- There are ordered series of efficient causes
- We perceive that there are effects
- Nothing can be the efficient cause of itself
- Therefore, the effects have efficient causes
- An ordered series of efficient causes cannot have an infinite regress
- In ordered series of causes, there are first, intermediate, and ultimate causes
- If a cause is removed, so is its effect
- Therefore, if there were no first cause, there would be no intermediate or ultimate causes
- If there were an infinite regress, there would be no first cause
- There are intermediate and ultimate causes
- Therefore there is a first cause
An efficient cause is an agent cause, that which produces an effect. If the effect is a building, the efficient cause is the builder. Parents are the efficient cause of their children.
We perceive by experience that there are indeed efficient causes in nature. Or, as C. F. J. Martin puts it, we perceive that there are “subjects of efficient causality” which necessitate that there are efficient causes. For instance, an artist sculpting a statue from bronze. We perceive the bronze being fashioned, and we know it must have an efficient cause. Why? Because nothing can be the efficient cause of itself. In order to be the efficient cause of itself, a thing would have to be “prior” to itself, as Saint Thomas says, which is impossible. In the example of the statue, we are seeking the cause of its coming into being. A cause must exist in order to exert causal activity. So the statue could not be its own cause, because then it would exist before it exists, which is absurd.
So we know that there are series of efficient causes. Now a series of causes will either terminate in a first cause, or else have an infinite regress. As we saw in our post on the first way, a per se causal series cannot have an infinite regress. In the second way, Saint Thomas gives a further defense of this: if a causal series does not have an infinite regress, and rather terminates in some first cause, then the series will have the following order: first cause, intermediate cause, ultimate cause. Imagine a man moving a rock on the ground with a stick. The rock is the “ultimate” cause (or the effect), the stick is the intermediate cause, and the man’s hand is the first cause.
If a cause is removed, Saint Thomas explains, its effect will cease as well. So if one were to remove the first cause, the intermediate causes would also be removed, and there would be no effect. But if there were an infinite regress, there would be no first cause; and if no first cause, no intermediate causes, and no effect. But there is an effect, so there cannot be an infinite regress. There must be a first cause.
In the first way, it was argued that only per se causal series cannot have infinite regresses. Granted that there are causal series of efficient causes, are there per se series? This is a good question, because it is not as immediatley obvious that there are instances of per se series of efficient causality in general as there are for series of motion specifically. A good example of efficient causality is a parent begetting a child; but as we mentioned in the post on the first way, this is a per accidens causal series, not per se.

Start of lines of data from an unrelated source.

//! Student and participant models

use chrono::{DateTime, Utc};
use serde::{Deserialize, Serialize};

/// Full identity record of a signed-in student
#[derive(Debug, Clone, PartialEq, Eq, Serialize, Deserialize)]
#[serde(rename_all = "camelCase")]
pub struct Student {
    pub id: String,
    pub name: String,
    pub roll_number: String,
    pub branch: String,
    pub year: String,
    pub email: String,
    pub phone: Option<String>,
    #[serde(default)]
    pub is_admin: bool,
}

/// Raw sign-in / profile form as entered by the student
#[derive(Debug, Clone, Default, Serialize, Deserialize)]
#[serde(rename_all = "camelCase")]
pub struct StudentForm {
    /// Existing id when updating a profile; generated when absent
    pub id: Option<String>,
    pub name: String,
    pub roll_number: String,
    pub branch: String,
    pub year: String,
    pub email: String,
    pub phone: String,
}

/// Redacted roster entry shown to admins
///
/// Only these fields leave the engine; everything else on [`Student`] stays
/// behind.
#[derive(Debug, Clone, PartialEq, Eq, Serialize, Deserialize)]
#[serde(rename_all = "camelCase")]
pub struct Participant {
    /// Registration id
    pub id: String,
    pub student_id: String,
    pub name: Option<String>,
    pub roll_number: Option<String>,
    pub branch: Option<String>,
    pub year: Option<String>,
    pub registered_at: DateTime<Utc>,
}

A per se causal series is one in which the effect is here and now continuously dependent upon the activity of the cause. Think, for instance, of an artist sculpting a statue from bronze. This is why C. F. J Martin’s terminology of “subjects of efficient causality” is helpful. If we just consider “effects” of efficient causality in general, we’re likely to think of things like children having been begotten by parents, in which case it’s more difficult to think of there being per se series of efficient causality. But if we consider subjects of efficient causality, we see more clearly that there are indeed per se series. A piece of bronze that is here and now being fashioned into a statue here and now requires an efficient cause to be sculpting it. And that efficient cause — the artist — here and now depends upon numerous factors to sustain him in existence and in activity. For instance, he depends upon oxygen, gravity, etc. This is clearly a per se causal series.
Just because some causal series might require a first cause, why think that this means there must be a single, ultimate first cause of everything? Why think, in short, that this first cause is God? Efficient causality consists of the actualization of a potential. Think again of the artist scultping a statue from bronze. The bronze has the potential to be shaped into a statue before the artists begins to work on it; and as the artist works, he actualizes the potential of the bronze to be molded.
But as we saw in the post on the first way, if there is a per se causal series of actualization of potentials, the first in the series must be purely actual with no potentiality. Such a being of pure act will necessarily be one, and will necessarily have the following attributes: immateriality, eternality, timelessness, immutable, incorporal, and will be the ultime first cause of all series of efficient causality. These are the traditional attributes of God, and are sufficient to demonstrate the falsity of naturalism.
How, then, is the second way actually different from the first way? The first and second ways are remarkably similar, in both structure and content. The main difference is that the first way applies only to motion (which is a specific kind of efficient causality), while the second way applies to, and starts from, general efficient causality itself.
Thomas Aquinas. Summa Theologiae. I, Q. 2, Art. 3.
C. F. J. Martin. Thomas Aquinas: God and Explanations. Edinburgh University Press, June 30, 1997.